La inflexión de su voz fue tan extraña que era imposible determinar si quería decir «ahora no» en el sentido de que ya no era posible para ella hacer algo tan íntimo como leer un poema de amor o «ahora no», pero sí en otro momento.

Pirañavelo sólo pudo exclamar: «Entiendo», y depositó al mono en la mesa, donde éste anduvo velozmente de acá para allá a cuatro patas y finalmente saltó a una de las vitrinas de su dueño.

—Y comprenderé que no te apetezca quedarte con Satán.

—¿Satán? —preguntó ella con voz inexpresiva.

—Tu mono —dijo él—. Tal vez prefieras que no te moleste. Pensé que te gustaría. Yo mismo le hice la ropa.

—¡No lo sé! ¡No lo sé! —gritó Fucsia súbitamente—. ¡Ya te he dicho que no lo sé!

—¿Quieres que te acompañe a tu habitación?

—No, iré yo sola.

—Como prefieras —dijo Pirañavelo—. Pero te ruego que pienses en lo que he dicho. Trata de entender, porque yo te quiero como las sombras quieren al castillo.

Fucsia volvió a mirarlo y, por un instante, una luz le asomó en los ojos, pero al momento volvieron a estar vacíos, vacíos y muertos.

—Nunca lo entenderé —dijo—. Por mucho que lo justifiques, no está bien. Puede que me equivocara, no lo sé. En cualquier caso, todo ha cambiado. Mis sentimientos han cambiado. Y ahora, quisiera irme.

—Sí, por supuesto. Pero ¿me concederás dos pequeños favores?

—Supongo que sí —dijo Fucsia—. ¿De qué se trata? Estoy cansada.

—El primero es pedirte de todo corazón que trates de entender la presión a la que me he visto sometido y pedirte que nos encontremos una vez más, aunque sea la última, como venimos haciendo desde hace tanto; que nos encontremos para hablar un rato, no de nosotros, no de nuestro problema, no de mis errores, no de este terrible abismo que nos separa, sino de las cosas felices. ¿Te encontrarás conmigo mañana por la noche, con estas condiciones?

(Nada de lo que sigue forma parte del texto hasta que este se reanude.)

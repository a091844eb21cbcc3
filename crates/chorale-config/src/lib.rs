// SPDX-License-Identifier: GPL-3.0-or-later
use std::path::Path;

use anyhow::Result;
use figment::{
    providers::{Env, Format, Serialized, Toml},
    Figment,
};
use serde::{Deserialize, Serialize};
use tracing::info;

#[derive(Debug, Clone, Serialize, Deserialize)]
pub struct DatabaseConfig {
    pub url: String,
    pub pool_max_size: u32,
}

impl Default for DatabaseConfig {
    fn default() -> Self {
        Self {
            url: "sqlite://chorale.db".to_string(),
            pool_max_size: 16,
        }
    }
}

#[derive(Debug, Clone, Serialize, Deserialize)]
pub struct TelemetryConfig {
    pub log_level: String,
}

impl Default for TelemetryConfig {
    fn default() -> Self {
        Self {
            log_level: "info".to_string(),
        }
    }
}

fn tags(keys: &[&str]) -> Vec<String> {
    keys.iter().map(|k| k.to_string()).collect()
}

/// Tag alias tables consumed by the tag normalizer.
///
/// Every list is a fallback chain: the first tag of the decoded file (in file
/// order) whose key appears in the list wins.
#[derive(Debug, Clone, Serialize, Deserialize)]
pub struct TaggingConfig {
    pub title: Vec<String>,
    pub track: Vec<String>,
    pub disc: Vec<String>,
    pub date: Vec<String>,
    pub original_date: Vec<String>,
    pub acoustid: Vec<String>,
    pub release_track_mbid: Vec<String>,
    pub recording_mbid: Vec<String>,
    pub disc_subtitle: Vec<String>,
    /// Multi-valued artist tag, split on `/` and `;`.
    pub artists: Vec<String>,
    /// Single-valued artist tag, used only when no multi-valued tag exists.
    pub artist: Vec<String>,
    pub artist_mbid: Vec<String>,
    pub album: Vec<String>,
    pub album_mbid: Vec<String>,
    pub album_artist: Vec<String>,
    pub album_artist_mbid: Vec<String>,
    /// Tag keys collected as free-form clusters (genre, mood, ...).
    pub cluster_types: Vec<String>,
    /// Cluster types whose values become genre rows in the library.
    pub genre_cluster_types: Vec<String>,
}

impl Default for TaggingConfig {
    fn default() -> Self {
        Self {
            title: tags(&["TITLE"]),
            track: tags(&["TRACK"]),
            disc: tags(&["DISC"]),
            date: tags(&["DATE", "YEAR", "WM/YEAR"]),
            // ID3v2.4 original release time, ID3v2.3 original release year
            original_date: tags(&["TDOR", "TORY"]),
            acoustid: tags(&["ACOUSTID ID"]),
            release_track_mbid: tags(&["MUSICBRAINZ RELEASE TRACK ID", "MUSICBRAINZ_RELEASETRACKID"]),
            recording_mbid: tags(&["MUSICBRAINZ_TRACKID", "MUSICBRAINZ/TRACK ID"]),
            disc_subtitle: tags(&["TSST", "DISCSUBTITLE", "SETSUBTITLE"]),
            artists: tags(&["ARTISTS"]),
            artist: tags(&["ARTIST"]),
            artist_mbid: tags(&[
                "MUSICBRAINZ ARTIST ID",
                "MUSICBRAINZ_ARTISTID",
                "MUSICBRAINZ/ARTIST ID",
            ]),
            album: tags(&["ALBUM"]),
            album_mbid: tags(&[
                "MUSICBRAINZ ALBUM ID",
                "MUSICBRAINZ_ALBUMID",
                "MUSICBRAINZ/ALBUM ID",
            ]),
            album_artist: tags(&["ALBUM_ARTIST"]),
            album_artist_mbid: tags(&["MUSICBRAINZ ALBUM ARTIST ID", "MUSICBRAINZ/ALBUM ARTIST ID"]),
            cluster_types: tags(&["GENRE", "MOOD"]),
            genre_cluster_types: tags(&["GENRE"]),
        }
    }
}

#[derive(Debug, Clone, Serialize, Deserialize)]
pub struct ScanConfig {
    pub max_concurrent_files: usize,
    pub ffprobe_path: String,
}

impl Default for ScanConfig {
    fn default() -> Self {
        Self {
            max_concurrent_files: 8,
            ffprobe_path: "ffprobe".to_string(),
        }
    }
}

#[derive(Debug, Clone, Serialize, Deserialize)]
pub struct PlaylistConfig {
    pub artist_weight: f32,
    pub release_weight: f32,
    pub genre_weight: f32,
    pub default_max_count: usize,
}

impl Default for PlaylistConfig {
    fn default() -> Self {
        Self {
            artist_weight: 3.0,
            release_weight: 2.0,
            genre_weight: 1.0,
            default_max_count: 10,
        }
    }
}

#[derive(Debug, Clone, Serialize, Deserialize, Default)]
pub struct AppConfig {
    pub database: DatabaseConfig,
    pub telemetry: TelemetryConfig,
    pub tagging: TaggingConfig,
    pub scan: ScanConfig,
    pub playlist: PlaylistConfig,
}

/// Load configuration from defaults, optional TOML file, and environment overrides (prefix: CHORALE_).
pub fn load(config_path: Option<&Path>) -> Result<AppConfig> {
    let mut figment = Figment::from(Serialized::defaults(AppConfig::default()));

    if let Some(path) = config_path {
        figment = figment.merge(Toml::file(path));
    }

    figment = figment.merge(Env::prefixed("CHORALE_").split("__"));

    let config: AppConfig = figment.extract()?;
    info!(target: "config", "configuration loaded");
    Ok(config)
}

—¡No lo sé! —contestó Fucsia—. ¡No lo sé! Pero supongo que sí. Oh, Dios, supongo que sí.

—Gracias —dijo Pirañavelo—. Gracias, Fucsia. Y mi otra petición es ésta: saber si, puesto que no quieres a Satán, dejarás que me lo quede…, porque es tuyo… y… —Pirañavelo volvió la cabeza sin mirarla y se alejó unos pasos—. ¿Verdad que te gustaría saber a quién perteneces, Satán? —exclamó en un tono que pretendía ser galante.

De súbito, Fucsia se encaró con él. Parecía haber tomado conciencia de la agudeza natural de su propio intelecto. Miró al hombre de rostro bicolor con el mono al hombro y habló, y sus palabras hirieron al pálido joven como puñales.

—Pirañavelo —dijo—, me parece que te estás ablandando.

En ese momento, Pirañavelo supo que cuando ella volviera la noche siguiente, la seduciría. Obligada a ocultar tan siniestro secreto, la hija de la condesa quedaría a su merced. Ya había esperado suficiente. Después de su error, aquél era el único modo que le quedaba para atacar. Había percibido el primer indicio de que el suelo se deslizaba bajo sus pies. Si el engaño y la coacción le fallaban, no quedaría otra opción. No era momento para la piedad y, aunque ella se resistiera como una tigresa, la poseería…, el chantaje vendría después, con la suavidad de una nube de tormenta.